Search the material below for the string "Option" and copy each line where it appears.

— RECORD EXTRACTS —
--------------------------------

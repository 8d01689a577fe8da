//! Tracker playback engine
//!
//! One engine type drives every dialect: loaders configure behaviour
//! through [`Module`]'s dialect flags instead of the replayer growing
//! per-format subtypes. The tick entry point is allocation-free;
//! everything the hot path touches is sized at construction.

mod effects;
mod output;
mod tick;


use opl3::registers::{self, DepthFlags};
use opl3::OplBackend;

use crate::channel::ChannelState;
use crate::error::{ReplayerError, Result};
use crate::format::{DialectFlags, Module};

/// Row-scope bookkeeping: at most one manual position change per row.
#[derive(Default)]
pub(crate) struct RowControl {
    pub(crate) jump: Option<Jump>,
}

/// Manual position change requested by a row command.
pub(crate) enum Jump {
    /// Restart at row 0 of the given order position.
    Position(usize),
    /// Continue at the given row of the next order entry.
    Break(usize),
}

/// Generic tracker-module playback engine.
///
/// Owns the parsed [`Module`] and all per-channel runtime state, and
/// emits register writes through the [`OplBackend`] it was constructed
/// with. Exactly one [`TrackerEngine::tick`] call is expected per
/// scheduler callback, at [`TrackerEngine::refresh_rate`] Hz.
pub struct TrackerEngine<B: OplBackend> {
    pub(crate) backend: B,
    pub(crate) module: Module,
    pub(crate) channels: Vec<ChannelState>,

    pub(crate) order_pos: usize,
    pub(crate) row: usize,
    /// Ticks left before the next row is read.
    pub(crate) delay: u32,
    /// Extra frames appended to the next delay reload.
    pub(crate) pattern_delay: u32,
    pub(crate) speed: u8,
    pub(crate) tempo: u8,
    /// Current 0xBD depth bits.
    pub(crate) depth: DepthFlags,
    pub(crate) song_end: bool,
}

impl<B: OplBackend> TrackerEngine<B> {
    /// Build an engine over a populated module and rewind it.
    ///
    /// # Errors
    ///
    /// Returns [`ReplayerError::UnallocatedModule`] if the module has
    /// no pattern storage.
    pub fn new(module: Module, backend: B) -> Result<Self> {
        if module.pattern_count() == 0 || module.channel_count() == 0 {
            return Err(ReplayerError::UnallocatedModule);
        }

        let channels = vec![ChannelState::default(); module.channel_count()];
        let mut engine = Self {
            backend,
            speed: module.initial_speed,
            tempo: module.initial_tempo,
            module,
            channels,
            order_pos: 0,
            row: 0,
            delay: 0,
            pattern_delay: 0,
            depth: DepthFlags::empty(),
            song_end: false,
        };
        engine.rewind();
        Ok(engine)
    }

    /// Reset playback to the start of the song.
    ///
    /// Re-initializes every channel, restores the module's initial
    /// speed and tempo, initializes the backend and performs the
    /// waveform-select / OPL3 / depth setup writes. Not meant to run
    /// concurrently with ticking; calling it twice in a row is
    /// harmless.
    pub fn rewind(&mut self) {
        for channel in &mut self.channels {
            channel.reset();
        }
        self.order_pos = 0;
        self.row = 0;
        self.delay = 0;
        self.pattern_delay = 0;
        self.speed = self.module.initial_speed;
        self.tempo = self.module.initial_tempo;
        self.song_end = false;
        self.depth = DepthFlags::empty();

        self.backend.init();
        self.backend.set_chip(0);
        self.backend
            .write(registers::TEST_WSE, registers::WSE_ENABLE);

        if self.module.flags.contains(DialectFlags::OPL3) {
            self.backend.set_chip(1);
            self.backend.write(registers::OPL3_MODE, 0x01);
            self.backend.set_chip(0);
        }

        self.depth
            .set(DepthFlags::TREMOLO, self.module.flags.contains(DialectFlags::TREMOLO));
        self.depth
            .set(DepthFlags::VIBRATO, self.module.flags.contains(DialectFlags::VIBRATO));
        if !self.depth.is_empty() {
            self.backend
                .write(registers::TREMOLO_VIBRATO, self.depth.bits());
        }
    }

    /// Number of patterns in the module.
    pub fn pattern_count(&self) -> usize {
        self.module.pattern_count()
    }

    /// Order-list entry at the current position.
    pub fn current_pattern(&self) -> usize {
        self.module
            .order()
            .get(self.order_pos)
            .copied()
            .unwrap_or(0) as usize
    }

    /// Order-list length.
    pub fn order_length(&self) -> usize {
        self.module.order_length()
    }

    /// Current order position.
    pub fn current_order(&self) -> usize {
        self.order_pos
    }

    /// Current row within the pattern.
    pub fn current_row(&self) -> usize {
        self.row
    }

    /// Current speed in ticks per row; 0 while paused.
    pub fn speed(&self) -> u8 {
        self.speed
    }

    /// Current tempo value.
    pub fn tempo(&self) -> u8 {
        self.tempo
    }

    /// Tick rate the caller should schedule, in Hz.
    ///
    /// Derived from the tempo unless the dialect fixes a rate.
    pub fn refresh_rate(&self) -> f32 {
        self.module
            .refresh_override
            .unwrap_or(self.tempo as f32 / 2.5)
    }

    /// Whether the song has reached its end at least once.
    ///
    /// Song-end is a status, not a failure: the engine keeps playing
    /// from the restart position.
    pub fn song_ended(&self) -> bool {
        self.song_end
    }

    /// Number of channels the engine drives.
    pub fn channel_count(&self) -> usize {
        self.channels.len()
    }

    /// Runtime state of one channel.
    pub fn channel(&self, index: usize) -> Option<&ChannelState> {
        self.channels.get(index)
    }

    /// The module being played.
    pub fn module(&self) -> &Module {
        &self.module
    }

    /// The synthesis backend.
    pub fn backend(&self) -> &B {
        &self.backend
    }

    /// Mutable access to the synthesis backend.
    pub fn backend_mut(&mut self) -> &mut B {
        &mut self.backend
    }

    pub(crate) fn channel_active(&self, chan: usize) -> bool {
        self.module.active_channels & (1u32 << chan) != 0
    }

    pub(crate) fn decimal(&self) -> bool {
        self.module.flags.contains(DialectFlags::DECIMAL)
    }
}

--------------------------------

— SOLUTION TO THE EXERCISE —
    pub(crate) jump: Option<Jump>,
    pub fn channel(&self, index: usize) -> Option<&ChannelState> {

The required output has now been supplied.